Another therapeutic option could be thermal argon or diode laser ablation for extramacular PNV, though not for macular PNV due to scarring and subsequent central scotoma development; however, to date, no report has been published [5, 55].

A final second-line treatment could be trans-pupillary thermal therapy. In this modality, a laser of wavelength 810 nm is mainly absorbed in the choroid, allowing an effective treatment of pachychoroid diseases [56,57,58]. To date, no report has been published, so its potential role has not yet been proven.

Conclusion

PNV is a new clinical entity belonging to the pachychoroid spectrum that is frequently misdiagnosed as neovascular AMD. For this reason, epidemiological data are lacking, and its pathogenesis is not fully understood. PNV patients are usually younger than neovascular AMD patients and have a history of CSCR or PPE. Additionally, patients with neovascular AMD could have a history of CSCR or PPE.

Nevertheless, in current clinical practice, imaging improvements, such as SS-OCT, EDI-OCT and OCTA, have allowed a better characterization of PNV and have helped ophthalmologists make proper diagnoses, even in cases of quiescent neovascularization. In particular, it is important to remark that PNV is a type-1 neovascularization, with no drusen or only non-extensive hard drusen, over an area of increased subfoveal thickness.

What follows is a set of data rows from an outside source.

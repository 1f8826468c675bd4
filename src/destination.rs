// ABOUTME: Destination keys and service-name resolution for pooled HTTPS requests
//
// A destination key is the normalized `scheme://host[:port]` string that selects
// a client pool. Targets are either URLs (parsed directly) or overlay service
// names looked up in the service directory populated from control-plane events.

use std::fmt;
use std::str::FromStr;
use std::sync::{PoisonError, RwLock};

use serde::{Deserialize, Serialize};
use thiserror::Error;
use tracing::{debug, info};
use url::Url;

use crate::pool::directory::{Directory, DirectoryError};

/// Errors raised while turning a target into a destination key
#[derive(Debug, Error)]
pub enum DestinationError {
    /// Target looked like a URL but could not be parsed
    #[error("Invalid URL '{url}': {reason}")]
    InvalidUrl {
        /// Offending input
        url: String,
        /// Parser message
        reason: String,
    },

    /// URL parsed but carries no host
    #[error("Invalid URL '{0}': no host")]
    NoHost(String),

    /// Only http and https are pooled
    #[error("Unsupported scheme '{0}'")]
    UnsupportedScheme(String),

    /// Service name has no known endpoint yet
    #[error("Unknown service '{0}'")]
    UnknownService(String),

    /// Endpoint string is not `host:port`
    #[error("Invalid endpoint '{0}', expected host:port")]
    InvalidEndpoint(String),

    /// Service directory rejected the row
    #[error("Service directory error: {0}")]
    Directory(#[from] DirectoryError),
}

/// Normalized `scheme://host[:port]` identifying one client pool
#[derive(Debug, Clone, PartialEq, Eq, Hash, PartialOrd, Ord, Serialize, Deserialize)]
#[serde(transparent)]
pub struct DestinationKey(String);

impl DestinationKey {
    /// Build a key from its parts
    ///
    /// Scheme and host are lowercased; a port equal to the scheme default is dropped.
    pub fn new(scheme: &str, host: &str, port: Option<u16>) -> Result<Self, DestinationError> {
        let raw = match port {
            Some(port) => format!("{scheme}://{host}:{port}"),
            None => format!("{scheme}://{host}"),
        };
        Ok(parse_url(&raw)?.key)
    }

    /// Key string
    pub fn as_str(&self) -> &str {
        &self.0
    }

    /// Full URL for a request path on this destination
    pub fn url_for(&self, path: &str) -> String {
        if path.starts_with('/') {
            format!("{}{path}", self.0)
        } else {
            format!("{}/{path}", self.0)
        }
    }

    fn from_url(url: &Url) -> Result<Self, DestinationError> {
        let host = url
            .host_str()
            .filter(|h| !h.is_empty())
            .ok_or_else(|| DestinationError::NoHost(url.to_string()))?;
        let key = match url.port() {
            Some(port) => format!("{}://{}:{port}", url.scheme(), host),
            None => format!("{}://{}", url.scheme(), host),
        };
        Ok(Self(key))
    }
}

impl fmt::Display for DestinationKey {
    fn fmt(&self, f: &mut fmt::Formatter<'_>) -> fmt::Result {
        f.write_str(&self.0)
    }
}

/// A target resolved to its destination, plus the path carried by a URL target
#[derive(Debug, Clone, PartialEq, Eq)]
pub struct ResolvedTarget {
    /// Pool selector
    pub key: DestinationKey,
    /// Path and query from the URL (`None` for service names)
    pub path: Option<String>,
}

/// Parse a URL target into its destination key and request path
///
/// The path keeps its query string (`/a/b?x=1`).
pub fn parse_url(raw: &str) -> Result<ResolvedTarget, DestinationError> {
    let url = Url::parse(raw).map_err(|e| DestinationError::InvalidUrl {
        url: raw.to_string(),
        reason: e.to_string(),
    })?;

    match url.scheme() {
        "http" | "https" => {}
        other => return Err(DestinationError::UnsupportedScheme(other.to_string())),
    }

    let key = DestinationKey::from_url(&url)?;
    let path = match url.query() {
        Some(query) => format!("{}?{query}", url.path()),
        None => url.path().to_string(),
    };

    Ok(ResolvedTarget {
        key,
        path: Some(path),
    })
}

/// Hostname and port an overlay service is reachable at
#[derive(Debug, Clone, PartialEq, Eq, Serialize, Deserialize)]
pub struct ServiceEndpoint {
    /// Hostname presented by the service
    pub host: String,
    /// Port presented by the service
    pub port: u16,
}

impl ServiceEndpoint {
    /// Create an endpoint
    pub fn new(host: impl Into<String>, port: u16) -> Self {
        Self {
            host: host.into(),
            port,
        }
    }

    /// Destination key for reaching this endpoint over HTTPS
    pub fn destination_key(&self) -> Result<DestinationKey, DestinationError> {
        DestinationKey::new("https", &self.host, Some(self.port))
    }
}

impl fmt::Display for ServiceEndpoint {
    fn fmt(&self, f: &mut fmt::Formatter<'_>) -> fmt::Result {
        write!(f, "{}:{}", self.host, self.port)
    }
}

impl FromStr for ServiceEndpoint {
    type Err = DestinationError;

    fn from_str(s: &str) -> Result<Self, Self::Err> {
        let (host, port) = s
            .rsplit_once(':')
            .ok_or_else(|| DestinationError::InvalidEndpoint(s.to_string()))?;
        let port = port
            .parse::<u16>()
            .map_err(|_| DestinationError::InvalidEndpoint(s.to_string()))?;
        if host.is_empty() {
            return Err(DestinationError::InvalidEndpoint(s.to_string()));
        }
        Ok(Self::new(host, port))
    }
}

/// Service name -> endpoint table, fed by control-plane service events
#[derive(Debug)]
pub struct ServiceDirectory {
    services: RwLock<Directory<ServiceEndpoint>>,
}

impl ServiceDirectory {
    /// Create a directory with an optional capacity
    pub fn new(capacity: Option<usize>) -> Self {
        Self {
            services: RwLock::new(Directory::new(capacity)),
        }
    }

    /// Record the endpoint for a service, replacing any previous one
    pub fn upsert(&self, name: &str, endpoint: ServiceEndpoint) -> Result<(), DestinationError> {
        let mut services = self.services.write().unwrap_or_else(PoisonError::into_inner);
        match services.upsert(name, endpoint.clone())? {
            Some(previous) if previous != endpoint => {
                info!(service = %name, from = %previous, to = %endpoint, "Service endpoint updated");
            }
            Some(_) => {}
            None => info!(service = %name, endpoint = %endpoint, "Service endpoint registered"),
        }
        Ok(())
    }

    /// Endpoint for a service, if known
    pub fn lookup(&self, name: &str) -> Option<ServiceEndpoint> {
        self.services
            .read()
            .unwrap_or_else(PoisonError::into_inner)
            .lookup_first(name)
            .cloned()
    }

    /// Number of known services
    pub fn len(&self) -> usize {
        self.services.read().unwrap_or_else(PoisonError::into_inner).len()
    }

    /// True when no service has been registered
    pub fn is_empty(&self) -> bool {
        self.len() == 0
    }

    /// Turn a URL or a service name into a destination
    pub fn resolve(&self, target: &str) -> Result<ResolvedTarget, DestinationError> {
        if target.contains("://") {
            return parse_url(target);
        }

        let endpoint = self
            .lookup(target)
            .ok_or_else(|| DestinationError::UnknownService(target.to_string()))?;
        let key = endpoint.destination_key()?;
        debug!(service = %target, destination = %key, "Resolved service");
        Ok(ResolvedTarget { key, path: None })
    }
}

impl Default for ServiceDirectory {
    fn default() -> Self {
        Self::new(None)
    }
}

Treatment is based on intravitreal anti-VEGF injections, the same as for neovascular AMD, with a loading dose of three monthly injections, followed by additional injections if needed. Usually, PNV patients have a longer retreatment-free period than AMD patients and require fewer injections during the follow-up. According to reported results, aflibercept seems more effective in fluid reabsorption than other anti-VEGF agents, but the BCVA is similar after treatment. PDT is a second-line treatment with significant efficacy in terms of fluid absorption in patients non-responsive to anti-VEGF.

Nevertheless, ongoing research into pathophysiology may further benefit the care of patients presenting with PNV. Finally, diagnostic improvements may be helpful in defining prognostic criteria and stratifying patient risk to promote better disease management.